The consumer price index (CPI) rose 0.4% in September, keeping the annual rate at 3.7%, the same as in August, while economists polled by Reuters had forecast it would gain 0.3% on the month and 3.6% year-on-year.
«The data will keep the Fed on its toes,» said Nicholas Van Ness, U.S.
economist at Credit Agricole CIB.
«While our base case remains an extended pause that lasts into 2024, further upside surprises in upcoming CPI and employment reports could leave a hike on the table for December (or after),» Van Ness added.
The dollar index, which measures the U.S.
currency against six of its major peers, ticked up 0.1% to 106.64, its highest level in a week. It rose 0.8% on Thursday, its biggest one-day jump since March 15.
Thursday's boost to the greenback saw the yen head back toward the sensitive 150-line briefly touched last week before strengthening sharply, which led some to believe authorities were intervening in the currency market.
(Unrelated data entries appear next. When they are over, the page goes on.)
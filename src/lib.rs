pub mod config;
pub mod diagnostics;
pub mod error;

pub mod authenticator;
pub mod binder;
pub mod ceremony;
pub mod gate;
pub mod http;
pub mod keys;
pub mod ledger;
pub mod store;

pub use gate::{AuthorizationGate, GateContext, GateState, TransactionIntent};

use std::path::Path;
use std::sync::{Arc, Mutex};

pub const CREDENTIALS_DIR: &str = "credentials";
pub const SESSION_FILE: &str = "session.json";

/// Open the credential registry kept under `data_dir`.
pub fn open_registry(data_dir: &Path) -> error::Result<store::CredentialStore> {
    let creds_dir = data_dir.join(CREDENTIALS_DIR);
    std::fs::create_dir_all(&creds_dir)?;
    Ok(store::CredentialStore::load(creds_dir)?)
}

/// Open the credential registry and session state kept under `data_dir`.
pub fn open_stores(data_dir: &Path) -> error::Result<(store::CredentialStore, store::SessionStore)> {
    let registry = open_registry(data_dir)?;
    let session = store::SessionStore::load(data_dir.join(SESSION_FILE))?;
    Ok((registry, session))
}

pub async fn wipe(cfg: config::Config) -> anyhow::Result<()> {
    let data_dir = cfg.data_dir()?;
    let (mut registry, mut session) = open_stores(&data_dir)?;

    let count = registry.clear()?;
    println!("Deleted {count} credential(s) from {}", data_dir.join(CREDENTIALS_DIR).display());

    session.clear()?;
    println!("Session state cleared");
    Ok(())
}

pub async fn run(cfg: config::Config) -> anyhow::Result<()> {
    use tracing_subscriber::EnvFilter;
    let level = match cfg.verbose {
        0 => "warn",
        1 => "info",
        2 => "debug",
        _ => "trace",
    };
    tracing_subscriber::fmt()
        .with_env_filter(EnvFilter::new(level))
        .init();

    tracing::info!("Starting passbound");

    // Preflight checks
    diagnostics::check(&cfg)?;

    let data_dir = cfg.data_dir()?;
    std::fs::create_dir_all(&data_dir)?;

    // Single-instance lock
    let lock_dir = std::env::var("XDG_RUNTIME_DIR")
        .map(std::path::PathBuf::from)
        .unwrap_or_else(|_| data_dir.clone());
    let lock_path = lock_dir.join("passbound.lock");
    let lock_file = std::fs::OpenOptions::new()
        .create(true)
        .truncate(false)
        .write(true)
        .open(&lock_path)?;
    let mut lock = fd_lock::RwLock::new(lock_file);
    let _guard = lock.try_write()
        .map_err(|_| anyhow::anyhow!("passbound is already running (lock: {})", lock_path.display()))?;

    let registry = open_registry(&data_dir)
        .map_err(|e| anyhow::anyhow!("Failed to load credential registry: {e}"))?;
    tracing::info!(count = registry.credential_count(), "Credential registry loaded");

    tracing::info!(rp_id = %cfg.rp_id, origin = %cfg.origin, "Relying party configured");
    let state = http::AppState::new(
        Arc::new(ceremony::Broker::new(cfg.rp_name.clone(), cfg.ceremony_timeout_ms)),
        Arc::new(Mutex::new(registry)),
        Arc::new(ledger::MemoryLedger::new()),
        cfg.rp_id.clone(),
        cfg.origin.clone(),
        cfg.network.clone(),
    );

    let listener = tokio::net::TcpListener::bind(&cfg.listen)
        .await
        .map_err(|e| anyhow::anyhow!("cannot listen on {}: {e}", cfg.listen))?;
    http::serve(listener, state).await?;
    Ok(())
}
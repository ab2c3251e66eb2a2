//! JSON payloads exchanged with the browser and the HTTP layer.
//!
//! Field names follow the WebAuthn JSON serialization (`clientDataJSON`,
//! `rawId`, `rpId`, ...). Binary fields accept every wire form a browser
//! client is known to send, see [`super::encoding::bytes`].

use serde::{Deserialize, Serialize};

use super::encoding::bytes;

pub const PUBLIC_KEY_TYPE: &str = "public-key";

/// Authenticator transport hint. Unknown values are kept verbatim.
#[derive(Debug, Clone, PartialEq, Eq, Serialize, Deserialize)]
#[serde(from = "String", into = "String")]
pub enum Transport {
    Usb,
    Nfc,
    Ble,
    Internal,
    Hybrid,
    Other(String),
}

impl From<String> for Transport {
    fn from(s: String) -> Self {
        match s.as_str() {
            "usb" => Transport::Usb,
            "nfc" => Transport::Nfc,
            "ble" => Transport::Ble,
            "internal" => Transport::Internal,
            "hybrid" => Transport::Hybrid,
            _ => Transport::Other(s),
        }
    }
}

impl From<Transport> for String {
    fn from(t: Transport) -> Self {
        match t {
            Transport::Usb => "usb".into(),
            Transport::Nfc => "nfc".into(),
            Transport::Ble => "ble".into(),
            Transport::Internal => "internal".into(),
            Transport::Hybrid => "hybrid".into(),
            Transport::Other(s) => s,
        }
    }
}

// ---- options ----

#[derive(Debug, Clone, Serialize, Deserialize)]
pub struct RelyingParty {
    pub name: String,
    pub id: String,
}

#[derive(Debug, Clone, Serialize, Deserialize)]
#[serde(rename_all = "camelCase")]
pub struct UserEntity {
    /// base64url of the user handle bytes
    pub id: String,
    pub name: String,
    pub display_name: String,
}

#[derive(Debug, Clone, Serialize, Deserialize)]
pub struct PubKeyCredParam {
    pub alg: i64,
    #[serde(rename = "type")]
    pub kind: String,
}

#[derive(Debug, Clone, Serialize, Deserialize)]
pub struct CredentialDescriptor {
    pub id: String,
    #[serde(rename = "type")]
    pub kind: String,
    #[serde(default, skip_serializing_if = "Vec::is_empty")]
    pub transports: Vec<Transport>,
}

#[derive(Debug, Clone, Serialize, Deserialize)]
#[serde(rename_all = "camelCase")]
pub struct AuthenticatorSelection {
    pub resident_key: String,
    pub require_resident_key: bool,
    pub user_verification: String,
}

#[derive(Debug, Clone, Serialize, Deserialize)]
#[serde(rename_all = "camelCase")]
pub struct RegistrationOptions {
    pub challenge: String,
    pub rp: RelyingParty,
    pub user: UserEntity,
    pub pub_key_cred_params: Vec<PubKeyCredParam>,
    pub timeout: u64,
    pub attestation: String,
    pub exclude_credentials: Vec<CredentialDescriptor>,
    pub authenticator_selection: AuthenticatorSelection,
}

#[derive(Debug, Clone, Serialize, Deserialize)]
#[serde(rename_all = "camelCase")]
pub struct AuthenticationOptions {
    pub challenge: String,
    pub allow_credentials: Vec<CredentialDescriptor>,
    pub timeout: u64,
    pub user_verification: String,
    pub rp_id: String,
}

// ---- responses ----

#[derive(Debug, Clone, Serialize, Deserialize)]
#[serde(rename_all = "camelCase")]
pub struct AttestationResponseJson {
    #[serde(rename = "clientDataJSON", with = "bytes")]
    pub client_data_json: Vec<u8>,
    #[serde(with = "bytes")]
    pub attestation_object: Vec<u8>,
    #[serde(default)]
    pub transports: Vec<Transport>,
}

#[derive(Debug, Clone, Serialize, Deserialize)]
#[serde(rename_all = "camelCase")]
pub struct RegistrationResponseJson {
    pub id: String,
    #[serde(with = "bytes")]
    pub raw_id: Vec<u8>,
    pub response: AttestationResponseJson,
    #[serde(rename = "type")]
    pub kind: String,
    #[serde(default, skip_serializing_if = "Option::is_none")]
    pub authenticator_attachment: Option<String>,
}

#[derive(Debug, Clone, Serialize, Deserialize)]
#[serde(rename_all = "camelCase")]
pub struct AssertionResponseJson {
    #[serde(rename = "clientDataJSON", with = "bytes")]
    pub client_data_json: Vec<u8>,
    #[serde(with = "bytes")]
    pub authenticator_data: Vec<u8>,
    #[serde(with = "bytes")]
    pub signature: Vec<u8>,
    #[serde(default, skip_serializing_if = "Option::is_none")]
    pub user_handle: Option<String>,
}

#[derive(Debug, Clone, Serialize, Deserialize)]
#[serde(rename_all = "camelCase")]
pub struct AuthenticationResponseJson {
    pub id: String,
    #[serde(with = "bytes")]
    pub raw_id: Vec<u8>,
    pub response: AssertionResponseJson,
    #[serde(rename = "type")]
    pub kind: String,
    #[serde(default, skip_serializing_if = "Option::is_none")]
    pub authenticator_attachment: Option<String>,
}

/// Credential material the relying party keeps after registration and
/// hands back for every authentication.
#[derive(Debug, Clone, PartialEq, Eq, Serialize, Deserialize)]
#[serde(rename_all = "camelCase")]
pub struct StoredAuthenticator {
    #[serde(rename = "credentialID", with = "bytes")]
    pub credential_id: Vec<u8>,
    #[serde(with = "bytes")]
    pub credential_public_key: Vec<u8>,
    pub counter: u32,
    #[serde(default)]
    pub transports: Vec<Transport>,
}

// ---- verification results ----

#[derive(Debug, Clone, Serialize, Deserialize)]
#[serde(rename_all = "camelCase")]
pub struct RegistrationInfo {
    pub fmt: String,
    pub counter: u32,
    pub aaguid: String,
    #[serde(rename = "credentialID", with = "bytes")]
    pub credential_id: Vec<u8>,
    #[serde(with = "bytes")]
    pub credential_public_key: Vec<u8>,
    pub credential_type: String,
    pub user_verified: bool,
    pub origin: String,
    #[serde(rename = "rpID")]
    pub rp_id: String,
    #[serde(default)]
    pub transports: Vec<Transport>,
}

impl RegistrationInfo {
    pub fn to_authenticator(&self) -> StoredAuthenticator {
        StoredAuthenticator {
            credential_id: self.credential_id.clone(),
            credential_public_key: self.credential_public_key.clone(),
            counter: self.counter,
            transports: self.transports.clone(),
        }
    }
}

#[derive(Debug, Clone, Serialize, Deserialize)]
#[serde(rename_all = "camelCase")]
pub struct AuthenticationInfo {
    pub new_counter: u32,
    #[serde(rename = "credentialID", with = "bytes")]
    pub credential_id: Vec<u8>,
    pub user_verified: bool,
    pub origin: String,
    #[serde(rename = "rpID")]
    pub rp_id: String,
}

#[derive(Debug, Clone, Serialize, Deserialize)]
#[serde(rename_all = "camelCase")]
pub struct RegistrationVerification {
    pub verified: bool,
    #[serde(default, skip_serializing_if = "Option::is_none")]
    pub registration_info: Option<RegistrationInfo>,
}

#[derive(Debug, Clone, Serialize, Deserialize)]
#[serde(rename_all = "camelCase")]
pub struct AuthenticationVerification {
    pub verified: bool,
    #[serde(default, skip_serializing_if = "Option::is_none")]
    pub authentication_info: Option<AuthenticationInfo>,
}

/// Format a 16-byte AAGUID in its canonical UUID form.
pub fn format_aaguid(aaguid: &[u8; 16]) -> String {
    let hex: String = aaguid.iter().map(|b| format!("{b:02x}")).collect();
    format!(
        "{}-{}-{}-{}-{}",
        &hex[..8],
        &hex[8..12],
        &hex[12..16],
        &hex[16..20],
        &hex[20..]
    )
}
use std::path::PathBuf;

/// Authenticator UI timeout handed out in ceremony options, and the maximum
/// age of a challenge at verification time.
pub const CEREMONY_TIMEOUT_MS: u64 = 60_000;
/// COSE algorithm ids offered at registration: ES256, RS256.
pub const SUPPORTED_ALGORITHMS: [i64; 2] = [-7, -257];
/// Committed hash value meaning "minted without WebAuthn".
pub const OPEN_MODE_SENTINEL: &str = "false";
/// User name used by the passkey sign-in flow.
pub const SIGN_IN_USER_NAME: &str = "nft-bound-wallet";
pub const SIGN_IN_USER_ID: &str = "default-id";

#[derive(clap::Parser, Debug, Clone)]
pub struct Config {
    #[arg(short, long, action = clap::ArgAction::Count)]
    pub verbose: u8,
    #[arg(long, default_value = "127.0.0.1:8787")]
    pub listen: String,
    /// Relying party id credentials are scoped to.
    #[arg(long, default_value = "localhost")]
    pub rp_id: String,
    #[arg(long, default_value = "SimpleWebAuthn Example")]
    pub rp_name: String,
    /// Origin the frontend is served from.
    #[arg(long, default_value = "http://localhost:3000")]
    pub origin: String,
    /// Network name used for block explorer links.
    #[arg(long, default_value = "sepolia")]
    pub network: String,
    #[arg(long)]
    pub data_dir: Option<PathBuf>,
    #[arg(long, default_value_t = CEREMONY_TIMEOUT_MS)]
    pub ceremony_timeout_ms: u64,
    /// Delete all stored credentials and session state, then exit.
    #[arg(long)]
    pub wipe: bool,
}

impl Config {
    pub fn data_dir(&self) -> anyhow::Result<PathBuf> {
        if let Some(dir) = &self.data_dir {
            return Ok(dir.clone());
        }
        Ok(directories::ProjectDirs::from("", "", "passbound")
            .ok_or_else(|| anyhow::anyhow!("cannot determine XDG data dir"))?
            .data_dir()
            .to_path_buf())
    }
}

/// `https://{network}.etherscan.io/tx/{hash}`, with `homestead` shown as `mainnet`.
pub fn block_url(network: &str, tx_hash: &alloy_primitives::B256) -> String {
    let network = if network == "homestead" { "mainnet" } else { network };
    format!("https://{network}.etherscan.io/tx/{tx_hash}")
}
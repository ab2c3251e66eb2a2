//! JSON-over-HTTP surface: the ceremony endpoints plus the wallet
//! endpoints that act on behalf of a passkey.

pub mod grants;
pub mod handlers;
pub mod wire;

pub use grants::{GrantError, Grants};
pub use handlers::{AppState, router};

pub async fn serve(listener: tokio::net::TcpListener, state: AppState) -> std::io::Result<()> {
    if let Ok(addr) = listener.local_addr() {
        tracing::info!(%addr, "Listening");
    }
    axum::serve(listener, router(state)).await
}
The Japanese currency was last at 149.60 per dollar, keeping traders on guard should the currency weaken further.
«The risk of intervention is clearly high and that is constraining dollar-yen which would otherwise be higher,» said Adam Cole, chief currency strategist at RBC.
«This resolves itself in one of two ways; either they intervene and dollar-yen dips and resumes trading up from a lower level, or it sticks in a range for a while and the probability of intervention slowly diminishes.»
The euro was down 0.1% at $1.0517, while sterling was last trading 0.1% lower at $1.2164.
Sweden's crown edged up against both the dollar and euro after consumer price data came in higher-than-forecast, adding to risks that the Riksbank could raise rates further.